$$\require{cancel}$$
$$f(x) =
\begin{cases}
\frac{\sin x}{|x|} &\text{ if }x \neq0
\\
\hspace{0.3cm}1 &\text{ if }x=0.
\end{cases}$$
My Attempt
1)$$\lim_{x\rightarrow0}\frac{\sin x}{|x|} = \lim_{x\rightarrow0}\frac{\sin x}{x} \frac{x}{|x|} = 1\lim_{x \rightarrow0}\frac{x}{|x|}
\\$$
2)$$\lim_{x\rightarrow0^{-}}\frac{x}{|x|}=-1 \hspace{0.3cm}\text{and}\hspace{0.3cm} \lim_{x\rightarrow0^{+}}\frac{x}{|x|}=1
$$
Therefore:
$$1\lim_{x\rightarrow0}\frac{x}{|x|}=DNE
$$
so, $f$ is not continuous at $0$.
My question is does my solution actually prove that $f$ is not continuous at $0$? or is it continuous at zero because $f(x)=1$ when $x=0$?
Answer
1)$$\lim_{x\rightarrow0}\frac{\sin x}{|x|} = \lim_{x\rightarrow0}\frac{\sin x}{x} \frac{x}{|x|} = 1\lim_{x \rightarrow0}\frac{x}{|x|}
\\$$
Note that the second equality does not hold, since for two sequences $(a_n)$, $(b_n)$ you only have
$$
\lim_{n \to \infty} a_n b_n = \lim_{n \to \infty} a_n \lim_{n \to \infty} b_n
$$
provided that both sequences converge.
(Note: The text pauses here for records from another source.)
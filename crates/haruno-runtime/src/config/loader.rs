//! Configuration loader using figment.
//!
//! # Feature Flags
//!
//! - `toml-config` *(default)*: enables TOML configuration files (`haruno.toml`, `config.toml`)
//! - `yaml-config`: enables YAML configuration files (`haruno.yaml`, `haruno.yml`, etc.)
//!
//! # Configuration Priority (lowest to highest)
//!
//! 1. Built-in defaults
//! 2. Programmatic base configuration ([`ConfigLoader::merge`])
//! 3. Profile-specific config file (`haruno.{profile}.toml` / `haruno.{profile}.yaml`)
//! 4. Main config file (`haruno.toml` / `config.toml` / ...)
//! 5. Environment variables (`HARUNO_*`)
//! 6. Partial overrides ([`ConfigLoader::override_with`])
//!
//! Exactly one main config file is read: the first match in the first
//! search path that has one.
//!
//! # Environment Variable Mapping
//!
//! Environment variables are mapped using the `HARUNO_` prefix with `__` as separator:
//!
//! - `HARUNO_LOGGING__LEVEL=debug` → `logging.level = "debug"`
//! - `HARUNO_PLUGINS__TURING__TOKEN=xxx` → `plugins.turing.token = "xxx"`
//!
//! # Example
//!
//! ```rust,ignore
//! use haruno_runtime::config::ConfigLoader;
//!
//! let config = ConfigLoader::new()
//!     .file("./config/haruno.toml")
//!     .with_env()
//!     .load()?;
//! ```

use std::path::{Path, PathBuf};

use figment::{Figment, Provider};
#[cfg(any(feature = "yaml-config", feature = "toml-config"))]
use figment::providers::Format;
#[cfg(feature = "toml-config")]
use figment::providers::Toml;
#[cfg(feature = "yaml-config")]
use figment::providers::Yaml;
use figment::providers::{Env, Serialized};
use tracing::{debug, info, trace, warn};

use super::error::{ConfigError, ConfigResult};
use super::schema::HarunoConfig;
use super::validation::validate_config;

/// Environment variable prefix.
const ENV_PREFIX: &str = "HARUNO_";

/// Configuration profile for environment-specific settings.
#[derive(Debug, Clone, Default, PartialEq, Eq)]
pub enum Profile {
    /// Development profile (default).
    #[default]
    Development,
    /// Production profile.
    Production,
    /// Custom profile name.
    Custom(String),
}

impl Profile {
    /// Returns the profile name as a string.
    pub fn as_str(&self) -> &str {
        match self {
            Self::Development => "development",
            Self::Production => "production",
            Self::Custom(name) => name,
        }
    }

    /// Parses a profile name.
    pub fn from_name(name: &str) -> Self {
        match name.to_lowercase().as_str() {
            "production" | "prod" => Self::Production,
            "development" | "dev" => Self::Development,
            other => Self::Custom(other.to_string()),
        }
    }

    /// Reads the profile from `HARUNO_PROFILE`, defaulting to Development.
    pub fn from_env() -> Self {
        std::env::var("HARUNO_PROFILE")
            .map(|p| Self::from_name(&p))
            .unwrap_or_default()
    }
}

impl std::fmt::Display for Profile {
    fn fmt(&self, f: &mut std::fmt::Formatter<'_>) -> std::fmt::Result {
        write!(f, "{}", self.as_str())
    }
}

/// Configuration loader with figment-based multi-source support.
pub struct ConfigLoader {
    /// Base figment, merged right after the defaults.
    figment: Figment,
    /// Partial overrides, merged last.
    overrides: Figment,
    /// Configuration profile.
    profile: Profile,
    /// Search paths for configuration files.
    search_paths: Vec<PathBuf>,
    /// Whether to load environment variables.
    load_env: bool,
    /// Specific config file to load (overrides search).
    config_file: Option<PathBuf>,
}

impl Default for ConfigLoader {
    fn default() -> Self {
        Self::new()
    }
}

impl ConfigLoader {
    /// Creates a new configuration loader with defaults.
    pub fn new() -> Self {
        Self {
            figment: Figment::new(),
            overrides: Figment::new(),
            profile: Profile::from_env(),
            search_paths: Vec::new(),
            load_env: true,
            config_file: None,
        }
    }

    /// Sets the configuration profile.
    pub fn profile(mut self, profile: impl AsRef<str>) -> Self {
        self.profile = Profile::from_name(profile.as_ref());
        self
    }

    /// Adds a search path for configuration files.
    pub fn search_path<P: AsRef<Path>>(mut self, path: P) -> Self {
        self.search_paths.push(path.as_ref().to_path_buf());
        self
    }

    /// Sets a specific configuration file to load.
    pub fn file<P: AsRef<Path>>(mut self, path: P) -> Self {
        self.config_file = Some(path.as_ref().to_path_buf());
        self
    }

    /// Enables loading environment variables (default: true).
    pub fn with_env(mut self) -> Self {
        self.load_env = true;
        self
    }

    /// Disables loading environment variables.
    pub fn without_env(mut self) -> Self {
        self.load_env = false;
        self
    }

    /// Merges a base configuration programmatically.
    ///
    /// Files and environment variables still take precedence over it.
    pub fn merge(mut self, config: HarunoConfig) -> Self {
        self.figment = self.figment.merge(Serialized::defaults(config));
        self
    }

    /// Merges a partial provider on top of every other source.
    ///
    /// Only the keys the provider sets are overridden, e.g.
    /// `Serialized::default("logging.level", "trace")`.
    pub fn override_with<P: Provider>(mut self, provider: P) -> Self {
        self.overrides = self.overrides.merge(provider);
        self
    }

    /// Loads, validates and returns the configuration.
    pub fn load(self) -> ConfigResult<HarunoConfig> {
        let profile = self.profile.clone();
        let figment = self.build_figment()?;

        let config: HarunoConfig = figment.extract().map_err(|e| {
            ConfigError::ParseError(format!("Failed to extract configuration: {e}"))
        })?;
        validate_config(&config)?;

        debug!(
            profile = %profile,
            logging_level = %config.logging.level,
            plugins = config.plugins.len(),
            "Configuration loaded successfully"
        );

        Ok(config)
    }

    /// Builds the figment instance with all sources.
    fn build_figment(mut self) -> ConfigResult<Figment> {
        let mut figment = Figment::from(Serialized::defaults(HarunoConfig::default()));

        let base = std::mem::take(&mut self.figment);
        figment = figment.merge(base);

        if let Some(path) = self.config_file.take() {
            if !path.exists() {
                return Err(ConfigError::FileNotFound(path));
            }
            info!(path = %path.display(), "Loading configuration file");
            figment = Self::merge_config_file(figment, &path)?;
        } else {
            figment = self.load_config_files(figment);
        }

        if self.load_env {
            trace!("Loading environment variables with {ENV_PREFIX} prefix");
            figment = figment.merge(
                Env::prefixed(ENV_PREFIX)
                    .split("__")
                    .map(|key| key.as_str().replace("__", ".").into()),
            );
        }

        let overrides = std::mem::take(&mut self.overrides);
        Ok(figment.merge(overrides))
    }

    /// Merges a single config file into the figment, dispatching on file extension.
    ///
    /// Only extensions enabled via feature flags are accepted.
    fn merge_config_file(figment: Figment, path: &Path) -> ConfigResult<Figment> {
        let ext = path.extension().and_then(|e| e.to_str()).unwrap_or("");
        match ext {
            #[cfg(feature = "toml-config")]
            "toml" => Ok(figment.merge(Toml::file(path))),
            #[cfg(feature = "yaml-config")]
            "yaml" | "yml" => Ok(figment.merge(Yaml::file(path))),
            _ => Err(ConfigError::ParseError(format!(
                "Unsupported or disabled configuration file format: .{ext}"
            ))),
        }
    }

    /// Resolves the effective list of search paths.
    fn resolve_search_paths(&self) -> Vec<PathBuf> {
        if !self.search_paths.is_empty() {
            return self.search_paths.clone();
        }
        let mut paths = Vec::new();
        if let Ok(cwd) = std::env::current_dir() {
            paths.push(cwd);
        }
        if let Some(config_dir) = dirs::config_dir() {
            paths.push(config_dir.join("haruno"));
        }
        paths
    }

    /// Common search logic for a single file format.
    ///
    /// Iterates `search_paths × base_names`, tries a profile-specific variant first, then the
    /// base file. Returns `(figment, true)` as soon as a base file is found, or
    /// `(figment, false)` if nothing was located.
    #[cfg(any(feature = "toml-config", feature = "yaml-config"))]
    fn load_format_files<F>(
        &self,
        mut figment: Figment,
        search_paths: &[PathBuf],
        base_names: &[&str],
        merge_fn: F,
    ) -> (Figment, bool)
    where
        F: Fn(Figment, &Path) -> Figment,
    {
        for search_path in search_paths {
            for base_name in base_names {
                let Some((stem, ext)) = base_name.rsplit_once('.') else {
                    continue;
                };

                // Profile-specific: e.g. haruno.production.toml
                let profile_path =
                    search_path.join(format!("{stem}.{}.{ext}", self.profile.as_str()));
                if profile_path.exists() {
                    debug!(path = %profile_path.display(), "Loading profile-specific config");
                    figment = merge_fn(figment, &profile_path);
                }

                let base_path = search_path.join(base_name);
                if base_path.exists() {
                    info!(path = %base_path.display(), "Loading configuration file");
                    figment = merge_fn(figment, &base_path);
                    return (figment, true);
                }
            }
        }
        (figment, false)
    }

    /// Searches for and loads configuration files from search paths.
    fn load_config_files(&self, #[allow(unused_mut)] mut figment: Figment) -> Figment {
        let search_paths = self.resolve_search_paths();
        #[allow(unused_mut)]
        let mut found = false;

        #[cfg(feature = "toml-config")]
        {
            let (f, ok) = self.load_format_files(
                figment,
                &search_paths,
                &["haruno.toml", "config.toml"],
                |fig, path| fig.merge(Toml::file(path)),
            );
            figment = f;
            found |= ok;
        }

        #[cfg(feature = "yaml-config")]
        {
            let (f, ok) = self.load_format_files(
                figment,
                &search_paths,
                &["haruno.yaml", "haruno.yml", "config.yaml", "config.yml"],
                |fig, path| fig.merge(Yaml::file(path)),
            );
            figment = f;
            found |= ok;
        }

        if !found {
            warn!(paths = ?search_paths, "No configuration file found, using defaults");
        }
        figment
    }
}

/// Loads configuration from the default locations and environment.
pub fn load_config() -> ConfigResult<HarunoConfig> {
    ConfigLoader::new().load()
}

/// Loads configuration from a specific file plus environment.
pub fn load_config_from_file<P: AsRef<Path>>(path: P) -> ConfigResult<HarunoConfig> {
    ConfigLoader::new().file(path).load()
}
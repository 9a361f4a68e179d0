//! Event filter: decides whether an event addresses the bot.

use haruno_onebot::ChatEvent;
use tracing::error;

use crate::config::GroupAllowlist;

/// Why an event was not handled.
#[derive(Debug, Clone, Copy, PartialEq, Eq)]
pub enum SkipReason {
    /// Not an ordinary group message.
    NotGroupMessage,
    /// The group is not in the allowlist.
    GroupNotAllowed(i64),
    /// The message body could not be parsed.
    MalformedMessage,
    /// The bot was not mentioned.
    NotMentioned,
}

impl std::fmt::Display for SkipReason {
    fn fmt(&self, f: &mut std::fmt::Formatter<'_>) -> std::fmt::Result {
        match self {
            Self::NotGroupMessage => write!(f, "not a normal group message"),
            Self::GroupNotAllowed(group_id) => write!(f, "group {group_id} is not allowed"),
            Self::MalformedMessage => write!(f, "malformed message body"),
            Self::NotMentioned => write!(f, "bot not mentioned"),
        }
    }
}

/// Gates events before they reach the handler.
///
/// Fails closed: a message body that does not parse is rejected.
#[derive(Debug, Clone, Default)]
pub struct EventFilter {
    allowlist: GroupAllowlist,
}

impl EventFilter {
    /// Creates a filter over `allowlist`.
    pub fn new(allowlist: GroupAllowlist) -> Self {
        Self { allowlist }
    }

    /// The groups this filter admits.
    pub fn allowlist(&self) -> &GroupAllowlist {
        &self.allowlist
    }

    /// Checks `event`, returning why it should be skipped.
    pub fn check(&self, event: &ChatEvent) -> Result<(), SkipReason> {
        if !event.is_normal_group_message() {
            return Err(SkipReason::NotGroupMessage);
        }
        if !self.allowlist.contains(event.group_id) {
            return Err(SkipReason::GroupNotAllowed(event.group_id));
        }

        let message = event.parse_message().map_err(|e| {
            error!(group_id = event.group_id, error = %e, "Failed to parse message");
            SkipReason::MalformedMessage
        })?;

        if message.mentions(event.self_id) {
            Ok(())
        } else {
            Err(SkipReason::NotMentioned)
        }
    }

    /// Returns true if `event` should be handled.
    pub fn should_handle(&self, event: &ChatEvent) -> bool {
        self.check(event).is_ok()
    }
}

#[cfg(test)]
mod tests {
    use super::*;

    const SELF_ID: i64 = 10001;
    const GROUP: i64 = 555;

    fn filter() -> EventFilter {
        EventFilter::new([GROUP].into_iter().collect())
    }

    fn event(message: &str) -> ChatEvent {
        ChatEvent {
            post_type: "message".into(),
            message_type: "group".into(),
            sub_type: "normal".into(),
            group_id: GROUP,
            user_id: 42,
            self_id: SELF_ID,
            message: message.into(),
        }
    }

    #[test]
    fn test_accepts_mention() {
        let ev = event("[CQ:at,qq=10001] hello");
        assert_eq!(filter().check(&ev), Ok(()));
        assert!(filter().should_handle(&ev));
    }

    #[test]
    fn test_accepts_mention_anywhere() {
        let ev = event("hey [CQ:face,id=1][CQ:at,qq=999][CQ:at,qq=10001]");
        assert!(filter().should_handle(&ev));
    }

    #[test]
    fn test_rejects_wrong_kinds() {
        for (post, msg, sub) in [
            ("notice", "group", "normal"),
            ("message", "private", "normal"),
            ("message", "group", "anonymous"),
        ] {
            let mut ev = event("[CQ:at,qq=10001]");
            ev.post_type = post.into();
            ev.message_type = msg.into();
            ev.sub_type = sub.into();
            assert_eq!(filter().check(&ev), Err(SkipReason::NotGroupMessage));
        }
    }

    #[test]
    fn test_rejects_group_outside_allowlist() {
        let mut ev = event("[CQ:at,qq=10001]");
        ev.group_id = 1;
        assert_eq!(filter().check(&ev), Err(SkipReason::GroupNotAllowed(1)));
        assert!(!EventFilter::default().should_handle(&event("[CQ:at,qq=10001]")));
    }

    #[test]
    fn test_rejects_without_mention() {
        assert_eq!(
            filter().check(&event("hello [CQ:at,qq=999]")),
            Err(SkipReason::NotMentioned)
        );
        assert_eq!(
            filter().check(&event("[CQ:at,qq=all]")),
            Err(SkipReason::NotMentioned)
        );
    }

    #[test]
    fn test_non_numeric_qq_is_not_a_match() {
        assert_eq!(
            filter().check(&event("[CQ:at,qq=abc]")),
            Err(SkipReason::NotMentioned)
        );
    }

    #[test]
    fn test_mention_compares_numerically() {
        assert!(filter().should_handle(&event("[CQ:at,qq=010001]")));
        assert!(filter().should_handle(&event("[CQ:at,qq=+10001]")));
        assert_eq!(
            filter().check(&event("[CQ:at,qq=100010]")),
            Err(SkipReason::NotMentioned)
        );
    }

    #[test]
    fn test_check_is_repeatable() {
        let filter = filter();
        for message in ["[CQ:at,qq=10001] hi", "hi", "[CQ:at,qq=10001"] {
            let ev = event(message);
            assert_eq!(filter.check(&ev), filter.check(&ev));
        }
        let ev = event("[CQ:at,qq=10001] hi");
        assert!(filter.should_handle(&ev));
        assert!(filter.should_handle(&ev));
    }

    #[test]
    fn test_malformed_body_fails_closed() {
        assert_eq!(
            filter().check(&event("[CQ:at,qq=10001")),
            Err(SkipReason::MalformedMessage)
        );
    }
}
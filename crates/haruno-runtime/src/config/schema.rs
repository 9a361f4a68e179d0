//! Configuration schema definitions.

use std::collections::BTreeMap;
use std::path::PathBuf;

use serde::de::DeserializeOwned;
use serde::{Deserialize, Serialize};
use serde_json::Value;

use super::error::{ConfigError, ConfigResult};

/// Root configuration structure.
///
/// ```toml
/// [logging]
/// level = "info"
///
/// [plugins.turing]
/// token = "..."
/// groupNums = [123456]
/// ```
#[derive(Debug, Clone, Serialize, Deserialize, Default)]
pub struct HarunoConfig {
    /// Logging settings.
    #[serde(default)]
    pub logging: LoggingConfig,

    /// Raw per-plugin sections, keyed by plugin name.
    #[serde(default)]
    pub plugins: BTreeMap<String, Value>,
}

impl HarunoConfig {
    /// Deserializes the section of the named plugin.
    ///
    /// An absent (or null) section yields `T::default()`.
    pub fn plugin<T>(&self, name: &str) -> ConfigResult<T>
    where
        T: DeserializeOwned + Default,
    {
        match self.plugins.get(name) {
            None | Some(Value::Null) => Ok(T::default()),
            Some(section) => serde_json::from_value(section.clone())
                .map_err(|e| ConfigError::plugin(name, e.to_string())),
        }
    }
}

// =============================================================================
// Logging
// =============================================================================

/// Logging configuration.
#[derive(Debug, Clone, Default, Serialize, Deserialize)]
pub struct LoggingConfig {
    /// Global log level.
    #[serde(default)]
    pub level: LogLevel,

    /// Output format.
    #[serde(default)]
    pub format: LogFormat,

    /// Output destination.
    #[serde(default)]
    pub output: LogOutput,

    /// Log file path, required when `output = "file"`.
    #[serde(default)]
    pub file_path: Option<PathBuf>,

    /// Per-target level overrides, e.g. `haruno_turing = "debug"`.
    #[serde(default)]
    pub filters: BTreeMap<String, LogLevel>,

    /// Include thread IDs in log lines.
    #[serde(default)]
    pub thread_ids: bool,

    /// Include source file and line in log lines.
    #[serde(default)]
    pub file_location: bool,
}

/// Log level.
#[derive(Debug, Clone, Copy, Default, PartialEq, Eq, Serialize, Deserialize)]
#[serde(rename_all = "lowercase")]
pub enum LogLevel {
    Trace,
    Debug,
    #[default]
    Info,
    Warn,
    Error,
}

impl LogLevel {
    /// Returns the level name as used in filter directives.
    pub fn as_str(&self) -> &'static str {
        match self {
            Self::Trace => "trace",
            Self::Debug => "debug",
            Self::Info => "info",
            Self::Warn => "warn",
            Self::Error => "error",
        }
    }

    /// Converts to the corresponding `tracing` level.
    pub fn to_tracing_level(self) -> tracing::Level {
        match self {
            Self::Trace => tracing::Level::TRACE,
            Self::Debug => tracing::Level::DEBUG,
            Self::Info => tracing::Level::INFO,
            Self::Warn => tracing::Level::WARN,
            Self::Error => tracing::Level::ERROR,
        }
    }
}

impl std::fmt::Display for LogLevel {
    fn fmt(&self, f: &mut std::fmt::Formatter<'_>) -> std::fmt::Result {
        f.write_str(self.as_str())
    }
}

/// Log line format.
#[derive(Debug, Clone, Copy, Default, PartialEq, Eq, Serialize, Deserialize)]
#[serde(rename_all = "lowercase")]
pub enum LogFormat {
    #[default]
    Compact,
    Full,
    Pretty,
    /// Requires the `json-log` feature; falls back to compact without it.
    Json,
}

/// Log destination.
#[derive(Debug, Clone, Copy, Default, PartialEq, Eq, Serialize, Deserialize)]
#[serde(rename_all = "lowercase")]
pub enum LogOutput {
    #[default]
    Stdout,
    Stderr,
    File,
}
//! quotehound network layer
//!
//! Everything that touches the network:
//! - HTTP client with a fixed identifying user agent
//! - Static page fetcher
//! - Headless Chrome renderer behind a browser gate
//! - Client-side rendering heuristic
//! - Search API discovery with URL filtering

pub mod client;
pub mod discovery;
pub mod fetch;
pub mod heuristic;
pub mod render;

pub use client::*;
pub use discovery::*;
pub use fetch::*;
pub use heuristic::*;
pub use render::*;
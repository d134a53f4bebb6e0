//! Quote harvesting data model
//!
//! The units that flow through one pipeline run:
//! - [`CandidateUrl`]: a discovered page not yet fetched
//! - [`FetchResult`]: one page retrieval, static or rendered
//! - [`RawQuote`]: extracted text before cleaning
//! - [`Quote`]: cleaned, deduplicated output unit
//! - [`PipelineMetrics`]: run summary counters

use std::time::Duration;

use chrono::{DateTime, Utc};
use serde::{Deserialize, Serialize};
use sha2::{Digest, Sha256};
use uuid::Uuid;

/// A discovered page URL that survived discovery filtering
#[derive(Debug, Clone, PartialEq, Eq, Hash, Serialize, Deserialize)]
#[serde(transparent)]
pub struct CandidateUrl(String);

impl CandidateUrl {
    pub fn new(url: impl Into<String>) -> Self {
        Self(url.into())
    }

    pub fn as_str(&self) -> &str {
        &self.0
    }

    pub fn into_inner(self) -> String {
        self.0
    }
}

impl std::fmt::Display for CandidateUrl {
    fn fmt(&self, f: &mut std::fmt::Formatter<'_>) -> std::fmt::Result {
        f.write_str(&self.0)
    }
}

impl From<&str> for CandidateUrl {
    fn from(url: &str) -> Self {
        Self::new(url)
    }
}

/// How a page body was obtained
#[derive(Debug, Clone, Copy, PartialEq, Eq, Serialize, Deserialize, Default)]
#[serde(rename_all = "snake_case")]
pub enum RenderMode {
    /// Plain HTTP GET, no script execution
    #[default]
    Static,
    /// Headless browser render with scrolling
    Dynamic,
}

impl std::fmt::Display for RenderMode {
    fn fmt(&self, f: &mut std::fmt::Formatter<'_>) -> std::fmt::Result {
        match self {
            RenderMode::Static => f.write_str("static"),
            RenderMode::Dynamic => f.write_str("dynamic"),
        }
    }
}

/// Result of one page retrieval. Owned by the task that fetched it.
#[derive(Debug, Clone)]
pub struct FetchResult {
    pub url: String,
    /// Page body, or the error message when the fetch failed
    pub body: Result<String, String>,
    pub mode: RenderMode,
    pub elapsed: Duration,
}

impl FetchResult {
    pub fn html(&self) -> Option<&str> {
        self.body.as_deref().ok()
    }

    pub fn is_ok(&self) -> bool {
        self.body.is_ok()
    }
}

/// Extracted (source, text) pair prior to normalization and dedup
#[derive(Debug, Clone, PartialEq, Eq, Serialize, Deserialize)]
pub struct RawQuote {
    pub source_url: String,
    pub text: String,
}

impl RawQuote {
    pub fn new(source_url: impl Into<String>, text: impl Into<String>) -> Self {
        Self {
            source_url: source_url.into(),
            text: text.into(),
        }
    }
}

/// A cleaned quote, unique within its result set
#[derive(Debug, Clone, PartialEq, Eq, Serialize, Deserialize)]
pub struct Quote {
    pub source_url: String,
    #[serde(rename = "quote")]
    pub text: String,
    /// Content hash of the case-folded text
    pub fingerprint: String,
}

impl Quote {
    pub fn new(source_url: impl Into<String>, text: impl Into<String>) -> Self {
        let text = text.into();
        let fingerprint = fingerprint(&text);
        Self {
            source_url: source_url.into(),
            text,
            fingerprint,
        }
    }

    /// Case-insensitive identity key used for deduplication
    pub fn dedup_key(&self) -> String {
        dedup_key(&self.text)
    }
}

/// Lowercased form of already-normalized text
pub fn dedup_key(normalized: &str) -> String {
    normalized.to_lowercase()
}

/// Stable SHA-256 hex digest of the dedup key
pub fn fingerprint(normalized: &str) -> String {
    let mut hasher = Sha256::new();
    hasher.update(dedup_key(normalized).as_bytes());
    format!("{:x}", hasher.finalize())
}

/// Outcome of one per-URL scrape task
#[derive(Debug, Clone, Copy, PartialEq, Eq, Serialize, Deserialize)]
#[serde(rename_all = "snake_case")]
pub enum TaskOutcome {
    /// At least one quote extracted
    Extracted,
    /// Page fetched but nothing extracted
    Empty,
    /// Fetch or task failure, recovered locally
    Failed,
}

/// Per-URL task summary
#[derive(Debug, Clone, Serialize, Deserialize)]
pub struct TaskReport {
    pub url: String,
    pub outcome: TaskOutcome,
    pub mode: RenderMode,
    pub quote_count: usize,
    pub elapsed_ms: u64,
    pub error: Option<String>,
}

/// Run summary, computed once per pipeline run
#[derive(Debug, Clone, Default, Serialize, Deserialize)]
pub struct PipelineMetrics {
    pub run_id: Uuid,
    pub started_at: Option<DateTime<Utc>>,
    /// URLs returned by discovery after filtering
    pub discovered: usize,
    /// Quotes extracted across all tasks, before dedup
    pub raw_extracted: usize,
    /// Quotes surviving normalization and dedup
    pub unique: usize,
    /// Tasks that ended in a fetch or task failure
    pub failed: usize,
    /// Tasks whose result came from the headless renderer
    pub rendered: usize,
    /// Quotes kept by the safety pass; equals `unique` when the pass is skipped
    pub kept: usize,
    /// Quotes removed by the safety pass; zero when the pass is skipped
    pub removed: usize,
    #[serde(with = "duration_ms")]
    pub elapsed: Duration,
}

impl PipelineMetrics {
    pub fn new() -> Self {
        Self {
            run_id: Uuid::new_v4(),
            started_at: Some(Utc::now()),
            ..Default::default()
        }
    }
}

mod duration_ms {
    use serde::{Deserialize, Deserializer, Serializer};
    use std::time::Duration;

    pub fn serialize<S: Serializer>(d: &Duration, s: S) -> Result<S::Ok, S::Error> {
        s.serialize_u64(d.as_millis() as u64)
    }

    pub fn deserialize<'de, D: Deserializer<'de>>(d: D) -> Result<Duration, D::Error> {
        Ok(Duration::from_millis(u64::deserialize(d)?))
    }
}

#[cfg(test)]
mod tests {
    use super::*;

    #[test]
    fn test_fingerprint_ignores_case() {
        let a = Quote::new("https://a.example", "I will be King of the Pirates");
        let b = Quote::new("https://b.example", "i will be king of the pirates");
        assert_eq!(a.fingerprint, b.fingerprint);
        assert_eq!(a.fingerprint.len(), 64);
    }

    #[test]
    fn test_fetch_result_html() {
        let ok = FetchResult {
            url: "https://a.example".into(),
            body: Ok("<p>hi</p>".into()),
            mode: RenderMode::Static,
            elapsed: Duration::from_millis(5),
        };
        assert_eq!(ok.html(), Some("<p>hi</p>"));

        let failed = FetchResult {
            body: Err("timeout".into()),
            ..ok
        };
        assert!(failed.html().is_none());
        assert!(!failed.is_ok());
    }

    #[test]
    fn test_metrics_serialize_elapsed_ms() {
        let metrics = PipelineMetrics {
            elapsed: Duration::from_millis(1500),
            discovered: 5,
            ..PipelineMetrics::new()
        };
        let json = serde_json::to_value(&metrics).unwrap();
        assert_eq!(json["elapsed"], 1500);
        assert_eq!(json["discovered"], 5);
    }
}
//! HTTP client construction and fetch errors
//!
//! One identifying user agent, one overall timeout, redirects followed.

use reqwest::Client;
use std::time::Duration;
use thiserror::Error;

/// Identifying user agent sent with every static fetch
pub const DEFAULT_USER_AGENT: &str =
    "Mozilla/5.0 (compatible; UniversalQuoteScraper/1.0; +https://example.com/bot)";

/// Default per-request timeout in seconds
pub const DEFAULT_TIMEOUT_SECS: u64 = 20;

/// Static fetch configuration
#[derive(Debug, Clone)]
pub struct FetchConfig {
    /// User agent header value
    pub user_agent: String,
    /// Overall request timeout in seconds
    pub timeout_secs: u64,
    /// Maximum redirects to follow
    pub max_redirects: usize,
}

impl Default for FetchConfig {
    fn default() -> Self {
        Self {
            user_agent: DEFAULT_USER_AGENT.to_string(),
            timeout_secs: DEFAULT_TIMEOUT_SECS,
            max_redirects: 10,
        }
    }
}

impl FetchConfig {
    pub fn timeout(&self) -> Duration {
        Duration::from_secs(self.timeout_secs)
    }
}

/// Per-URL fetch failures. Recovered by the caller; never abort a run.
#[derive(Debug, Error)]
pub enum FetchError {
    #[error("Failed to build HTTP client: {0}")]
    ClientBuild(String),

    #[error("Transport error: {0}")]
    Transport(String),

    #[error("HTTP status {0}")]
    Status(u16),

    #[error("Timeout after {0:?}")]
    Timeout(Duration),

    #[error("Render failed: {0}")]
    Render(String),

    #[error("Invalid URL: {0}")]
    InvalidUrl(String),
}

impl FetchError {
    /// Classify a reqwest error, mapping timeouts to [`FetchError::Timeout`]
    pub fn from_reqwest(err: reqwest::Error, timeout: Duration) -> Self {
        if err.is_timeout() {
            FetchError::Timeout(timeout)
        } else if let Some(status) = err.status() {
            FetchError::Status(status.as_u16())
        } else {
            FetchError::Transport(err.to_string())
        }
    }
}

/// Create the shared static-fetch client
pub fn create_http_client(config: &FetchConfig) -> Result<Client, FetchError> {
    Client::builder()
        .timeout(config.timeout())
        .user_agent(&config.user_agent)
        .redirect(reqwest::redirect::Policy::limited(config.max_redirects))
        .build()
        .map_err(|e| FetchError::ClientBuild(e.to_string()))
}

#[cfg(test)]
mod tests {
    use super::*;

    #[test]
    fn test_default_config() {
        let config = FetchConfig::default();
        assert!(config.user_agent.contains("UniversalQuoteScraper"));
        assert_eq!(config.timeout(), Duration::from_secs(20));
    }

    #[test]
    fn test_create_client() {
        assert!(create_http_client(&FetchConfig::default()).is_ok());
    }

    #[test]
    fn test_error_display() {
        assert_eq!(FetchError::Status(404).to_string(), "HTTP status 404");
        assert_eq!(
            FetchError::Timeout(Duration::from_secs(20)).to_string(),
            "Timeout after 20s"
        );
    }
}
Hence in your case it would be better to start directly with a modification of part 2) :
If $f(x)$ is continuous at $0$ then the following equality is necessary:
$$
\lim_{x \to 0^+} f(x) = \lim_{x \to 0^-} f(x).
$$
But on the one hand you have
$$
\lim_{x \to 0^+} f(x) = \lim_{x \to 0^+} \frac{\sin(x)}{|x|} = \lim_{x \to 0^+} \frac{\sin(x)}{x} = 1
$$
and on the other hand
$$
\lim_{x \to 0^-} f(x) = \lim_{x \to 0^-} \frac{\sin(x)}{|x|} = \lim_{x \to 0^-} \frac{\sin(x)}{-x} = -\lim_{x \to 0^+} \frac{\sin(x)}{x} = -1.
$$
So $f$ can't be continuous at $0$.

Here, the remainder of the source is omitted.